2005-02-04 Thread John Goerzen
On 2005-02-04, Dimitry Golubovsky [EMAIL PROTECTED] wrote:
 Hi,

 Has anyone tried/been successful on developing such a binding?

Funny you should ask.  I released one yesterday.

http://quux.org/devel/missingpy/html/MissingPy.AnyDBM.html#v%3AopenSpecificDBM

(Download from http://quux.org/devel/missingpy/)

That does go via Python, but Python uses the C binding so the
performance hit should be minimal.  Python is also highly portable and
easy to install, so the convenience hit should also be minimal.  Python
is also a strongly typed language with exceptions that get propogated
into Haskell, so the reliability hit should also be minimal :-)

FWIW, this binding works with any *dbm that is supported by Python,
which includes dbhash, (n)dbm, gdbm, and its own dumbdbm.

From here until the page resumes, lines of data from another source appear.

use std::fmt;

use chrono::{DateTime, Utc};
use staleward_model::{HostRecord, StalenessDeltas, StalenessState};
use tracing::{debug, warn};

use crate::error::{BusConnectionError, HostEmitError, PublishError};

use super::EventProducer;
use super::event::{EventKind, HostEvent, HostPayload, PlatformMetadata};

/// Per-host result, aggregated into run counters and never persisted.
#[derive(Debug)]
pub enum EmitOutcome {
    Delivered,
    HostFailed(HostEmitError),
    Skipped(SkipReason),
}

#[derive(Debug, Clone, PartialEq, Eq)]
pub enum SkipReason {
    /// The host no longer classifies into any target state at the run's
    /// `now`.
    OutsideTargetStates(StalenessState),
}

impl fmt::Display for SkipReason {
    fn fmt(&self, f: &mut fmt::Formatter<'_>) -> fmt::Result {
        match self {
            SkipReason::OutsideTargetStates(state) => {
                write!(f, "host is {state}, outside the target states")
            }
        }
    }
}

/// Destination topic per event kind.
#[derive(Debug, Clone, PartialEq, Eq)]
pub struct Topics {
    pub events: String,
    pub notifications: String,
}

impl Topics {
    pub fn for_kind(&self, kind: EventKind) -> &str {
        match kind {
            EventKind::LifecycleUpdate => &self.events,
            EventKind::BecameStaleNotification => &self.notifications,
        }
    }
}

/// Serializes and publishes one event per host over an owned producer.
///
/// A rejected message fails only that host. A connection failure poisons
/// the emitter: the current and every later `emit` return
/// [`BusConnectionError`].
pub struct EventEmitter {
    producer: Box<dyn EventProducer>,
    topics: Topics,
    request_id: Option<String>,
    now: DateTime<Utc>,
    lost: Option<String>,
    closed: bool,
}

impl fmt::Debug for EventEmitter {
    fn fmt(&self, f: &mut fmt::Formatter<'_>) -> fmt::Result {
        f.debug_struct("EventEmitter")
            .field("topics", &self.topics)
            .field("request_id", &self.request_id)
            .field("now", &self.now)
            .field("lost", &self.lost)
            .field("closed", &self.closed)
            .finish_non_exhaustive()
    }
}

impl EventEmitter {
    pub fn new(
        producer: Box<dyn EventProducer>,
        topics: Topics,
        request_id: Option<String>,
        now: DateTime<Utc>,
    ) -> Self {
        Self {
            producer,
            topics,
            request_id,
            now,
            lost: None,
            closed: false,
        }
    }

    pub fn is_usable(&self) -> bool {
        self.lost.is_none() && !self.closed
    }

    pub async fn emit(
        &mut self,
        host: &HostRecord,
        kind: EventKind,
        deltas: &StalenessDeltas,
    ) -> Result<EmitOutcome, BusConnectionError> {
        if let Some(reason) = &self.lost {
            return Err(BusConnectionError::Lost(reason.clone()));
        }

        let payload = match HostPayload::new(host, deltas, self.now) {
            Ok(payload) => payload,
            Err(err) => {
                warn!(
                    host_id = %host.id,
                    error = %err,
                    "failed to derive staleness timestamps"
                );
                return Ok(EmitOutcome::HostFailed(HostEmitError::Timestamps(
                    err,
                )));
            }
        };
        let event = HostEvent {
            kind,
            timestamp: self.now,
            platform_metadata: PlatformMetadata {
                request_id: self.request_id.as_deref(),
            },
            host: payload,
            attributes: &host.attributes,
        };
        let payload = match event.to_bytes() {
            Ok(payload) => payload,
            Err(err) => {
                warn!(
                    host_id = %host.id,
                    error = %err,
                    "failed to serialize host event"
                );
                return Ok(EmitOutcome::HostFailed(HostEmitError::Serialize(
                    err,
                )));
            }
        };

        let topic = self.topics.for_kind(kind);
        let key = host.id.to_string();
        match self.producer.publish(topic, &key, &payload).await {
            Ok(()) => {
                debug!(
                    host_id = %host.id,
                    topic,
                    event = kind.as_str(),
                    "event delivered"
                );
                Ok(EmitOutcome::Delivered)
            }
            Err(PublishError::Rejected(reason)) => {
                warn!(host_id = %host.id, topic, %reason, "event rejected by bus");
                Ok(EmitOutcome::HostFailed(HostEmitError::Rejected(reason)))
            }
            Err(PublishError::ConnectionUnusable(reason)) => {
                self.lost = Some(reason.clone());
                Err(BusConnectionError::Lost(reason))
            }
        }
    }

    pub async fn flush(&mut self) -> Result<(), BusConnectionError> {
        if self.closed {
            return Ok(());
        }
        self.producer
            .flush()
            .await
            .map_err(|err| BusConnectionError::Flush(err.to_string()))
    }

    /// Closes the producer. Idempotent.
    pub async fn close(&mut self) -> Result<(), BusConnectionError> {
        if self.closed {
            return Ok(());
        }
        self.closed = true;
        self.producer
            .close()
            .await
            .map_err(|err| BusConnectionError::Lost(err.to_string()))
    }
}

#[cfg(test)]
mod tests {
    use super::*;
    use crate::bus::MockEventProducer;
    use chrono::TimeDelta;
    use mockall::predicate::*;
    use staleward_model::{HostId, TenantId};

    fn topics() -> Topics {
        Topics {
            events: "platform.inventory.events".into(),
            notifications: "platform.notifications.ingress".into(),
        }
    }

    fn host() -> HostRecord {
        HostRecord::new(
            HostId::new(),
            TenantId::new("org-a").unwrap(),
            DateTime::from_timestamp(9_850, 0).unwrap(),
            "puptoo",
        )
    }

    fn deltas() -> StalenessDeltas {
        StalenessDeltas::from_seconds(100, 200, 300).unwrap()
    }

    fn now() -> DateTime<Utc> {
        DateTime::from_timestamp(10_000, 0).unwrap()
    }

    #[tokio::test]
    async fn publishes_keyed_by_host_id_on_kind_topic() {
        let host = host();
        let key = host.id.to_string();
        let mut producer = MockEventProducer::new();
        producer
            .expect_publish()
            .with(
                eq("platform.notifications.ingress"),
                eq(key.clone()),
                always(),
            )
            .times(1)
            .returning(|_, _, _| Ok(()));

        let mut emitter = EventEmitter::new(
            Box::new(producer),
            topics(),
            Some("req-1".into()),
            now(),
        );
        let outcome = emitter
            .emit(&host, EventKind::BecameStaleNotification, &deltas())
            .await
            .unwrap();
        assert!(matches!(outcome, EmitOutcome::Delivered));
    }

    #[tokio::test]
    async fn rejection_fails_only_the_host() {
        let mut producer = MockEventProducer::new();
        producer
            .expect_publish()
            .returning(|_, _, _| Err(PublishError::Rejected("too large".into())));

        let mut emitter =
            EventEmitter::new(Box::new(producer), topics(), None, now());
        let outcome = emitter
            .emit(&host(), EventKind::LifecycleUpdate, &deltas())
            .await
            .unwrap();
        assert!(matches!(
            outcome,
            EmitOutcome::HostFailed(HostEmitError::Rejected(_))
        ));
        assert!(emitter.is_usable());
    }

    #[tokio::test]
    async fn unrepresentable_timestamps_fail_only_the_host() {
        let mut producer = MockEventProducer::new();
        producer.expect_publish().never();

        // Cull threshold lands past the last representable year.
        let deltas = StalenessDeltas::new(
            TimeDelta::seconds(100),
            TimeDelta::seconds(200),
            TimeDelta::days(262_000 * 366),
        )
        .unwrap();
        let mut emitter =
            EventEmitter::new(Box::new(producer), topics(), None, now());
        let outcome = emitter
            .emit(&host(), EventKind::LifecycleUpdate, &deltas)
            .await
            .unwrap();
        assert!(matches!(
            outcome,
            EmitOutcome::HostFailed(HostEmitError::Timestamps(_))
        ));
        assert!(emitter.is_usable());
    }

    #[tokio::test]
    async fn unusable_connection_poisons_the_emitter() {
        let mut producer = MockEventProducer::new();
        producer.expect_publish().times(1).returning(|_, _, _| {
            Err(PublishError::ConnectionUnusable("broken pipe".into()))
        });
        producer.expect_close().times(1).returning(|| Ok(()));

        let mut emitter =
            EventEmitter::new(Box::new(producer), topics(), None, now());
        assert!(
            emitter
                .emit(&host(), EventKind::LifecycleUpdate, &deltas())
                .await
                .is_err()
        );
        // No second publish reaches the producer.
        assert!(
            emitter
                .emit(&host(), EventKind::LifecycleUpdate, &deltas())
                .await
                .is_err()
        );
        emitter.close().await.unwrap();
        emitter.close().await.unwrap();
    }
}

I also wrote a StringDBM available in my MissingH library
(quux.org/devel/missingh).  It is slow and simple, using a HashTable as
an in-memory representation and reading/writing it from disk as needed.
If all you need is simple persistence, that may do it for you, without
requiring any non-Haskell binding at all.  If you need the other
benefits of *dbm, MissingPy may be what you need.